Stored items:
--- START ---

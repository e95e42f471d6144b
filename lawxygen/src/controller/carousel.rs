//! Async carousel controller.
//!
//! One task owns the [`CarouselState`] and the lock-release timer. Intents
//! arrive over a command channel; snapshots are published on a watch channel
//! after every change.

use std::time::Duration;

use tokio::sync::{mpsc, oneshot, watch};
use tokio::task::JoinHandle;
use tokio::time::Instant;
use tracing::{debug, warn};

use crate::controller::timer::{TimerQueue, sleep_until_deadline};
use crate::controller::{COMMAND_BUFFER, ControllerClosed};
use crate::core::carousel::{CarouselError, CarouselState, NavOutcome, Navigation};

enum Command {
    Navigate {
        nav: Navigation,
        reply: oneshot::Sender<NavOutcome>,
    },
    Snapshot {
        reply: oneshot::Sender<CarouselState>,
    },
    Shutdown,
}

#[derive(Debug, Clone, Copy, PartialEq, Eq)]
enum Timer {
    Unlock,
}

/// Handle to a running carousel. Dropping it cancels the pending unlock.
pub struct CarouselController {
    commands: mpsc::Sender<Command>,
    snapshots: watch::Receiver<CarouselState>,
    task: Option<JoinHandle<()>>,
}

impl CarouselController {
    /// Start a carousel over `len` testimonials. Must be called inside a
    /// tokio runtime.
    pub fn spawn(len: usize, lock_window: Duration) -> Result<Self, CarouselError> {
        let state = CarouselState::new(len)?;
        let (commands, rx) = mpsc::channel(COMMAND_BUFFER);
        let (snapshot_tx, snapshots) = watch::channel(state);

        let task = CarouselTask {
            state,
            lock_window,
            timers: TimerQueue::new(),
            snapshots: snapshot_tx,
        };
        let task = tokio::spawn(task.run(rx));

        Ok(Self {
            commands,
            snapshots,
            task: Some(task),
        })
    }

    pub async fn select_next(&self) -> Result<NavOutcome, ControllerClosed> {
        self.navigate(Navigation::Next).await
    }

    pub async fn select_prev(&self) -> Result<NavOutcome, ControllerClosed> {
        self.navigate(Navigation::Prev).await
    }

    pub async fn select_index(&self, index: usize) -> Result<NavOutcome, ControllerClosed> {
        self.navigate(Navigation::Select(index)).await
    }

    pub async fn navigate(&self, nav: Navigation) -> Result<NavOutcome, ControllerClosed> {
        let (reply, rx) = oneshot::channel();
        self.commands
            .send(Command::Navigate { nav, reply })
            .await
            .map_err(|_| ControllerClosed)?;
        rx.await.map_err(|_| ControllerClosed)
    }

    /// Current state, after any transition that is already due.
    pub async fn snapshot(&self) -> Result<CarouselState, ControllerClosed> {
        let (reply, rx) = oneshot::channel();
        self.commands
            .send(Command::Snapshot { reply })
            .await
            .map_err(|_| ControllerClosed)?;
        rx.await.map_err(|_| ControllerClosed)
    }

    /// Last published state, without a round trip to the task.
    pub fn current(&self) -> CarouselState {
        *self.snapshots.borrow()
    }

    pub fn subscribe(&self) -> watch::Receiver<CarouselState> {
        self.snapshots.clone()
    }

    /// Stop the task and wait for it. Pending timers are cancelled.
    pub async fn shutdown(mut self) {
        let _ = self.commands.send(Command::Shutdown).await;
        if let Some(task) = self.task.take()
            && let Err(err) = task.await
        {
            warn!(error = %err, "carousel task did not stop cleanly");
        }
    }
}

impl Drop for CarouselController {
    fn drop(&mut self) {
        if let Some(task) = self.task.take() {
            task.abort();
        }
    }
}

struct CarouselTask {
    state: CarouselState,
    lock_window: Duration,
    timers: TimerQueue<Timer>,
    snapshots: watch::Sender<CarouselState>,
}

impl CarouselTask {
    async fn run(mut self, mut commands: mpsc::Receiver<Command>) {
        loop {
            let deadline = self.timers.next_deadline();
            tokio::select! {
                biased;
                _ = sleep_until_deadline(deadline) => self.fire_due(),
                command = commands.recv() => match command {
                    Some(Command::Shutdown) | None => break,
                    Some(command) => self.handle(command),
                },
            }
        }
        let cancelled = self.timers.cancel_all();
        debug!(cancelled, "carousel controller stopped");
    }

    fn handle(&mut self, command: Command) {
        match command {
            Command::Navigate { nav, reply } => {
                let outcome = self.state.navigate(nav);
                if outcome.moved() {
                    self.timers
                        .schedule(Timer::Unlock, Instant::now() + self.lock_window);
                    self.publish();
                }
                let _ = reply.send(outcome);
            }
            Command::Snapshot { reply } => {
                let _ = reply.send(self.state);
            }
            Command::Shutdown => {}
        }
    }

    fn fire_due(&mut self) {
        while let Some(timer) = self.timers.pop_due(Instant::now()) {
            match timer {
                Timer::Unlock => {
                    if self.state.release() {
                        debug!(active = self.state.active_index(), "carousel unlocked");
                        self.publish();
                    }
                }
            }
        }
    }

    fn publish(&self) {
        self.snapshots.send_replace(self.state);
    }
}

--- END ---

REQUIRED ACTION - Using the exact wording, write out all of the records.

SOLUTION -
repository e95e42f471d6144b
filename lawxygen/src/controller/carousel.rs
//! Async carousel controller.
//!
//! One task owns the [`CarouselState`] and the lock-release timer. Intents
//! arrive over a command channel; snapshots are published on a watch channel
//! after every change.

use std::time::Duration;

use tokio::sync::{mpsc, oneshot, watch};
use tokio::task::JoinHandle;
use tokio::time::Instant;
use tracing::{debug, warn};

use crate::controller::timer::{TimerQueue, sleep_until_deadline};
use crate::controller::{COMMAND_BUFFER, ControllerClosed};
use crate::core::carousel::{CarouselError, CarouselState, NavOutcome, Navigation};

enum Command {
    Navigate {
        nav: Navigation,
        reply: oneshot::Sender<NavOutcome>,
    },
    Snapshot {
        reply: oneshot::Sender<CarouselState>,
    },
    Shutdown,
}

#[derive(Debug, Clone, Copy, PartialEq, Eq)]
enum Timer {
    Unlock,
}

/// Handle to a running carousel. Dropping it cancels the pending unlock.
pub struct CarouselController {
    commands: mpsc::Sender<Command>,
    snapshots: watch::Receiver<CarouselState>,
    task: Option<JoinHandle<()>>,
}

impl CarouselController {
    /// Start a carousel over `len` testimonials. Must be called inside a
    /// tokio runtime.
    pub fn spawn(len: usize, lock_window: Duration) -> Result<Self, CarouselError> {
        let state = CarouselState::new(len)?;
        let (commands, rx) = mpsc::channel(COMMAND_BUFFER);
        let (snapshot_tx, snapshots) = watch::channel(state);

        let task = CarouselTask {
            state,
            lock_window,
            timers: TimerQueue::new(),
            snapshots: snapshot_tx,
        };
        let task = tokio::spawn(task.run(rx));

        Ok(Self {
            commands,
            snapshots,
            task: Some(task),
        })
    }

    pub async fn select_next(&self) -> Result<NavOutcome, ControllerClosed> {
        self.navigate(Navigation::Next).await
    }

    pub async fn select_prev(&self) -> Result<NavOutcome, ControllerClosed> {
        self.navigate(Navigation::Prev).await
    }

    pub async fn select_index(&self, index: usize) -> Result<NavOutcome, ControllerClosed> {
        self.navigate(Navigation::Select(index)).await
    }

    pub async fn navigate(&self, nav: Navigation) -> Result<NavOutcome, ControllerClosed> {
        let (reply, rx) = oneshot::channel();
        self.commands
            .send(Command::Navigate { nav, reply })
            .await
            .map_err(|_| ControllerClosed)?;
        rx.await.map_err(|_| ControllerClosed)
    }

    /// Current state, after any transition that is already due.
    pub async fn snapshot(&self) -> Result<CarouselState, ControllerClosed> {
        let (reply, rx) = oneshot::channel();
        self.commands
            .send(Command::Snapshot { reply })
            .await
            .map_err(|_| ControllerClosed)?;
        rx.await.map_err(|_| ControllerClosed)
    }

    /// Last published state, without a round trip to the task.
    pub fn current(&self) -> CarouselState {
        *self.snapshots.borrow()
    }

    pub fn subscribe(&self) -> watch::Receiver<CarouselState> {
        self.snapshots.clone()
    }

    /// Stop the task and wait for it. Pending timers are cancelled.
    pub async fn shutdown(mut self) {
        let _ = self.commands.send(Command::Shutdown).await;
        if let Some(task) = self.task.take()
            && let Err(err) = task.await
        {
            warn!(error = %err, "carousel task did not stop cleanly");
        }
    }
}

impl Drop for CarouselController {
    fn drop(&mut self) {
        if let Some(task) = self.task.take() {
            task.abort();
        }
    }
}

struct CarouselTask {
    state: CarouselState,
    lock_window: Duration,
    timers: TimerQueue<Timer>,
    snapshots: watch::Sender<CarouselState>,
}

impl CarouselTask {
    async fn run(mut self, mut commands: mpsc::Receiver<Command>) {
        loop {
            let deadline = self.timers.next_deadline();
            tokio::select! {
                biased;
                _ = sleep_until_deadline(deadline) => self.fire_due(),
                command = commands.recv() => match command {
                    Some(Command::Shutdown) | None => break,
                    Some(command) => self.handle(command),
                },
            }
        }
        let cancelled = self.timers.cancel_all();
        debug!(cancelled, "carousel controller stopped");
    }

    fn handle(&mut self, command: Command) {
        match command {
            Command::Navigate { nav, reply } => {
                let outcome = self.state.navigate(nav);
                if outcome.moved() {
                    self.timers
                        .schedule(Timer::Unlock, Instant::now() + self.lock_window);
                    self.publish();
                }
                let _ = reply.send(outcome);
            }
            Command::Snapshot { reply } => {
                let _ = reply.send(self.state);
            }
            Command::Shutdown => {}
        }
    }

    fn fire_due(&mut self) {
        while let Some(timer) = self.timers.pop_due(Instant::now()) {
            match timer {
                Timer::Unlock => {
                    if self.state.release() {
                        debug!(active = self.state.active_index(), "carousel unlocked");
                        self.publish();
                    }
                }
            }
        }
    }

    fn publish(&self) {
        self.snapshots.send_replace(self.state);
    }
}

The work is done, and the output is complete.